While the more recent two patent infringement cases were decided in favor of the defendants, Vanda Pharmaceuticals v. West-Ward Pharmaceuticals actually was decided in favor of the plaintiff, Vanda Pharmaceuticals [8]. In the decision, the presiding judge ruled in favor of the firm filing the copyright infringement claim, arguing that the patent for iloperidone, an anti-psychotic drug used to treat schizophrenia, is so specific in terms of dosages, process, and testing outcomes that it can be patented as “specific” to the company as a very specific “manmade manipulation” of natural law [9]. However, Vanda Pharmaceuticals’ case was based on comparisons drawn to the precedent case Mayo Collaborative v. Prometheus Laboratories (2012), a case based on a patent that was legally identically, but was conversely decided in favor of the defendant; the differences between both cases were based on a claimed distinction between patenting diagnostic methods versus methods of treatment, but intellectual property academics found the distinction to be weak and untenable [10]. This once again introduced a new aspect of factors to consider in medical patentability, creating an unsteady narrative of rules to follow.

This current pattern of inconsistent precedents attempts to draw a line between what is biologically natural and what is not, but it ultimately fails to create a distinction that can be easily discerned by pharmaceutical companies. By not establishing proper and clear rules for diagnostic patents in biotechnology, current legislation is setting back companies seeking to develop new diagnostic methods. If discoveries in the biotechnical industry cannot clearly be claimed as an original creation, pharmaceutical companies are not incentivized to develop new procedures due to lack of patentability.

In order to set clearer precedent moving forward, the exact distinction between what is categorized as discovery of a natural law versus a man-made invention must be established. Considering the implications of the increasingly murky world of pharmaceutical legislation and the ongoing development in the field of intellectual property law as the use of technology in medicine increases, clear examples need to be established to guide medical-legal decision-making in the future.

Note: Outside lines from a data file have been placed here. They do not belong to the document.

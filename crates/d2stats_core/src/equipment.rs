//! Which items on a character currently apply their properties.

use tracing::debug;

use crate::aggregate::{DEXTERITY, STRENGTH, sum_property};
use crate::model::{Character, Item, ItemContainer, ItemLocation};

/// Worn outside the weapon-swap slots, or a charm carried in the inventory.
pub fn is_equipped_or_charm(item: &Item) -> bool {
    let worn = item.location == ItemLocation::Equipped && !item.position.is_swap();
    let charm = item.container == ItemContainer::Inventory && item.is_charm();
    worn || charm
}

/// Items whose properties apply to the character.
///
/// Strength and dexterity requirements are checked against the base
/// attributes plus the bonuses of all candidate items and the set bonuses.
/// This is a single pass: an item dropped for an unmet requirement still
/// counted towards the totals used for the check.
pub fn resolve_equipped(character: &Character) -> Vec<&Item> {
    let candidates: Vec<&Item> = character
        .items
        .iter()
        .filter(|item| is_equipped_or_charm(item))
        .collect();

    let bonuses = &character.equipped_set_benefits;
    let strength = character.attributes.strength
        + sum_property(STRENGTH, candidates.iter().copied(), bonuses);
    let dexterity = character.attributes.dexterity
        + sum_property(DEXTERITY, candidates.iter().copied(), bonuses);
    let level = i32::from(character.level);

    candidates
        .into_iter()
        .filter(|item| {
            let usable = item.req_level <= level
                && item.req_strength <= strength
                && item.req_dexterity <= dexterity;
            if !usable {
                debug!(
                    code = %item.code,
                    req_level = item.req_level,
                    req_strength = item.req_strength,
                    req_dexterity = item.req_dexterity,
                    "requirements not met, item ignored"
                );
            }
            usable
        })
        .collect()
}

#[cfg(test)]
mod tests {
    use super::*;
    use crate::model::{Attributes, CharacterClass, ItemPosition, ItemProperty};

    fn character(level: u8, strength: i32, items: Vec<Item>) -> Character {
        Character {
            name: "Tester".to_string(),
            class: CharacterClass::Barbarian,
            level,
            hardcore: false,
            expansion: true,
            died: false,
            attributes: Attributes {
                strength,
                dexterity: 20,
                ..Attributes::default()
            },
            items,
            equipped_set_benefits: Vec::new(),
            skills: Vec::new(),
            locations: Vec::new(),
            quest_data: Vec::new(),
            mercenary: None,
        }
    }

    fn worn(code: &str, position: ItemPosition) -> Item {
        Item {
            code: code.to_string(),
            location: ItemLocation::Equipped,
            position,
            ..Item::default()
        }
    }

    #[test]
    fn swap_slots_and_stash_items_are_excluded() {
        let stashed_charm = Item {
            code: "cm2".to_string(),
            container: ItemContainer::Stash,
            ..Item::default()
        };
        let carried_charm = Item {
            container: ItemContainer::Inventory,
            ..stashed_charm.clone()
        };
        let items = vec![
            worn("cap", ItemPosition::Head),
            worn("swd", ItemPosition::RightSwap),
            stashed_charm,
            carried_charm,
        ];
        let c = character(30, 50, items);

        let codes: Vec<&str> = resolve_equipped(&c)
            .iter()
            .map(|item| item.code.as_str())
            .collect();
        assert_eq!(codes, vec!["cap", "cm2"]);
    }

    #[test]
    fn level_requirement_filters_charms() {
        let charm = Item {
            code: "cm3".to_string(),
            container: ItemContainer::Inventory,
            req_level: 22,
            properties: vec![ItemProperty::new(0, STRENGTH, vec![5], 0, 1)],
            ..Item::default()
        };
        let c = character(21, 30, vec![charm]);
        assert!(resolve_equipped(&c).is_empty());
    }

    #[test]
    fn strength_requirement_counts_item_bonuses() {
        let mut belt = worn("mbl", ItemPosition::Waist);
        belt.properties = vec![ItemProperty::new(0, STRENGTH, vec![10], 0, 1)];
        let mut armor = worn("plt", ItemPosition::Torso);
        armor.req_strength = 60;

        let c = character(40, 50, vec![belt, armor]);
        assert_eq!(resolve_equipped(&c).len(), 2);

        let mut weaker = c.clone();
        weaker.attributes.strength = 49;
        let codes: Vec<&str> = resolve_equipped(&weaker)
            .iter()
            .map(|item| item.code.as_str())
            .collect();
        assert_eq!(codes, vec!["mbl"]);
    }
}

[1]: "Athena Diagnostics, Inc. v. Mayo Collaborative Services." JD Supra. Accessed May 01, 2019.

[2]:"Athena Diagnostics, Inc. v. Mayo Collaborative Services, LLC (Fed. Cir. 2019)." Patent Docs. Accessed May 01, 2019.

[3]: Ibid.

[4]: "What Happens to Diagnostic Method Patents After Athena?" | Patents & Patent Law. March 07, 2019. Accessed May 01, 2019.

[5]: LaSusa, Mike. "Athena Asks Fed. Circ. To Rethink 'Evisceration' Of Patent Law." Law360. Accessed May 01, 2019.

[6]: "Endo Pharmaceuticals Inc. v. Teva Pharmaceuticals USA, Inc. (Fed. Cir. 2019)." JD Supra. Accessed May 01, 2019.

[7]: "Vanda v. West-Ward: This Time, Dosage Adjustment Claims Are Patent Eligible Subject Matter." | Patents & Patent Law. July 10, 2018. Accessed May 01, 2019.

[8]: Ibid.

[9]: Ibid.

[10]: "Mayo Collaborative Services v. Prometheus Laboratories, Inc." Oyez. Accessed May 01, 2019.